Surveys take varying amounts of times, and this one was estimated to take about 10 minutes. It took me a bit longer as I had a lot to say on this particular topic. All comments are collected, reviewed by staff, and included in the report that eventually goes to council for approval. You can fill out surveys as a guest, or you can register with Engage Kitchener. One benefit to registering is that once you have completed the survey, you are emailed all of your responses, so you have a record of it. You also receive occasional updates of new surveys available to complete.
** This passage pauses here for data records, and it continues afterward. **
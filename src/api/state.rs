use std::sync::Arc;

use crate::config::Config;
use crate::export::ReportExporter;
use crate::observability::Metrics;

#[derive(Clone)]
pub struct AppState {
    pub config: Arc<Config>,
    pub exporter: ReportExporter,
    pub metrics: Arc<Metrics>,
}

impl AppState {
    /// Shares the exporter's metrics so HTTP and export counters agree
    pub fn new(config: Config, exporter: ReportExporter) -> Self {
        let metrics = Arc::clone(exporter.metrics());
        Self {
            config: Arc::new(config),
            exporter,
            metrics,
        }
    }
}
use async_trait::async_trait;
use tracing::debug;

use super::error::{LedgerError, Result};
use crate::humanize::ByteSize;
use crate::storage::{StorageClient, StorageError};

/// Read access to a location holding ledger files
///
/// The export pipeline only ever lists and reads; it never writes here.
#[async_trait]
pub trait LedgerSource: Send + Sync {
    /// Identifies the location; two sources with different locations never
    /// share parse cache entries.
    fn location(&self) -> &str;

    /// File names directly inside the location, sorted
    async fn list_files(&self) -> Result<Vec<String>>;

    /// Full text of one file
    async fn read_file(&self, name: &str) -> Result<String>;
}

/// Ledger files kept in a [`StorageClient`]
#[derive(Clone)]
pub struct StoredLedger {
    storage: StorageClient,
    max_file_bytes: ByteSize,
}

impl StoredLedger {
    pub fn new(storage: StorageClient, max_file_bytes: ByteSize) -> Self {
        Self {
            storage,
            max_file_bytes,
        }
    }
}

#[async_trait]
impl LedgerSource for StoredLedger {
    fn location(&self) -> &str {
        self.storage.location()
    }

    async fn list_files(&self) -> Result<Vec<String>> {
        let mut names: Vec<String> = self
            .storage
            .list()
            .await?
            .into_iter()
            .map(|entry| entry.name)
            .collect();
        names.sort();

        debug!(location = self.location(), count = names.len(), "Listed ledger files");
        Ok(names)
    }

    async fn read_file(&self, name: &str) -> Result<String> {
        let size = self.storage.size(name).await.map_err(|e| from_storage(name, e))?;
        if size > self.max_file_bytes.as_u64() {
            return Err(LedgerError::FileTooLarge {
                name: name.to_string(),
                size,
                limit: self.max_file_bytes,
            });
        }

        let bytes = self
            .storage
            .download(name)
            .await
            .map_err(|e| from_storage(name, e))?;

        String::from_utf8(bytes.to_vec()).map_err(|_| LedgerError::InvalidEncoding(name.to_string()))
    }
}

fn from_storage(name: &str, err: StorageError) -> LedgerError {
    match err {
        StorageError::NotFound(_) => LedgerError::NotFound(name.to_string()),
        other => LedgerError::Storage(other),
    }
}
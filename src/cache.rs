//! Shared parse cache for ledger files
//!
//! The three sub-reports of an export scan the same files. The cache makes
//! sure each file is read and tokenized once:
//!
//! - entries are keyed by source location plus file name, so equally named
//!   files in different locations never alias
//! - each key owns a [`OnceCell`]; concurrent first requests wait on the same
//!   load instead of reading the file again
//! - a failed load leaves the cell empty and the next request retries
//! - the number of entries is bounded; the least recently used entry is
//!   evicted when the bound is exceeded
//!
//! Cached files are never refreshed. A restart (or eviction) is the only way
//! to pick up a file that changed under the same name.

use std::collections::HashMap;
use std::sync::atomic::{AtomicBool, Ordering};
use std::sync::{Arc, Mutex, PoisonError};

use tokio::sync::OnceCell;
use tracing::debug;

use crate::ledger::{self, LedgerSource, ParsedFile};
use crate::observability::Metrics;

type Slot = Arc<OnceCell<Arc<ParsedFile>>>;

struct Entry {
    slot: Slot,
    last_used: u64,
}

#[derive(Default)]
struct Slots {
    entries: HashMap<String, Entry>,
    tick: u64,
}

impl Slots {
    /// Drop least recently used entries until at most `capacity` remain.
    fn evict_over(&mut self, capacity: usize) -> u64 {
        let mut evicted = 0;
        while self.entries.len() > capacity {
            let Some(oldest) = self
                .entries
                .iter()
                .min_by_key(|(_, entry)| entry.last_used)
                .map(|(key, _)| key.clone())
            else {
                break;
            };
            self.entries.remove(&oldest);
            debug!(key = %oldest, "Evicted parsed ledger file");
            evicted += 1;
        }
        evicted
    }
}

pub struct ParseCache {
    slots: Mutex<Slots>,
    capacity: usize,
    metrics: Arc<Metrics>,
}

impl ParseCache {
    pub fn new(capacity: usize, metrics: Arc<Metrics>) -> Self {
        Self {
            slots: Mutex::new(Slots::default()),
            capacity: capacity.max(1),
            metrics,
        }
    }

    /// Parsed rows of `file` in `source`, loading them on first use
    pub async fn get_parsed_lines(
        &self,
        source: &dyn LedgerSource,
        file: &str,
    ) -> ledger::Result<Arc<ParsedFile>> {
        let slot = self.slot(&cache_key(source.location(), file));

        let loaded = AtomicBool::new(false);
        let parsed = slot
            .get_or_try_init(|| async {
                loaded.store(true, Ordering::Relaxed);
                let content = source.read_file(file).await?;
                let parsed = ParsedFile::parse(file, &content);
                debug!(
                    location = source.location(),
                    file,
                    rows = parsed.rows.len(),
                    "Parsed ledger file"
                );
                Ok::<_, ledger::LedgerError>(Arc::new(parsed))
            })
            .await?;

        if loaded.load(Ordering::Relaxed) {
            self.metrics.cache_miss();
        } else {
            self.metrics.cache_hit();
        }

        Ok(Arc::clone(parsed))
    }

    /// Number of cached (or loading) files
    pub fn len(&self) -> usize {
        self.lock().entries.len()
    }

    pub fn is_empty(&self) -> bool {
        self.len() == 0
    }

    fn slot(&self, key: &str) -> Slot {
        let mut slots = self.lock();
        slots.tick += 1;
        let tick = slots.tick;

        if let Some(entry) = slots.entries.get_mut(key) {
            entry.last_used = tick;
            return Arc::clone(&entry.slot);
        }

        let slot = Slot::default();
        slots.entries.insert(
            key.to_string(),
            Entry {
                slot: Arc::clone(&slot),
                last_used: tick,
            },
        );
        let evicted = slots.evict_over(self.capacity);
        drop(slots);

        if evicted > 0 {
            self.metrics.cache_evicted(evicted);
        }
        slot
    }

    fn lock(&self) -> std::sync::MutexGuard<'_, Slots> {
        self.slots.lock().unwrap_or_else(PoisonError::into_inner)
    }
}

fn cache_key(location: &str, file: &str) -> String {
    format!("{}/{}", location.trim_end_matches('/'), file)
}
No single approach to seek feedback from residents will work for everyone, so I appreciate that there are a variety of engagement tools that the city uses (although I have some thoughts about other engagement tools they could include, but I’ll save that for another day…) For me, I appreciate being able to provide feedback online as I can do it from my home when my schedule allows. If that appeals to you, and you have not yet visited the Engage Kitchener site, I encourage you to take a look at it soon. And because I think it’s such an important issue, I’d encourage you to fill out the Affordable Housing Strategy survey while you’re there.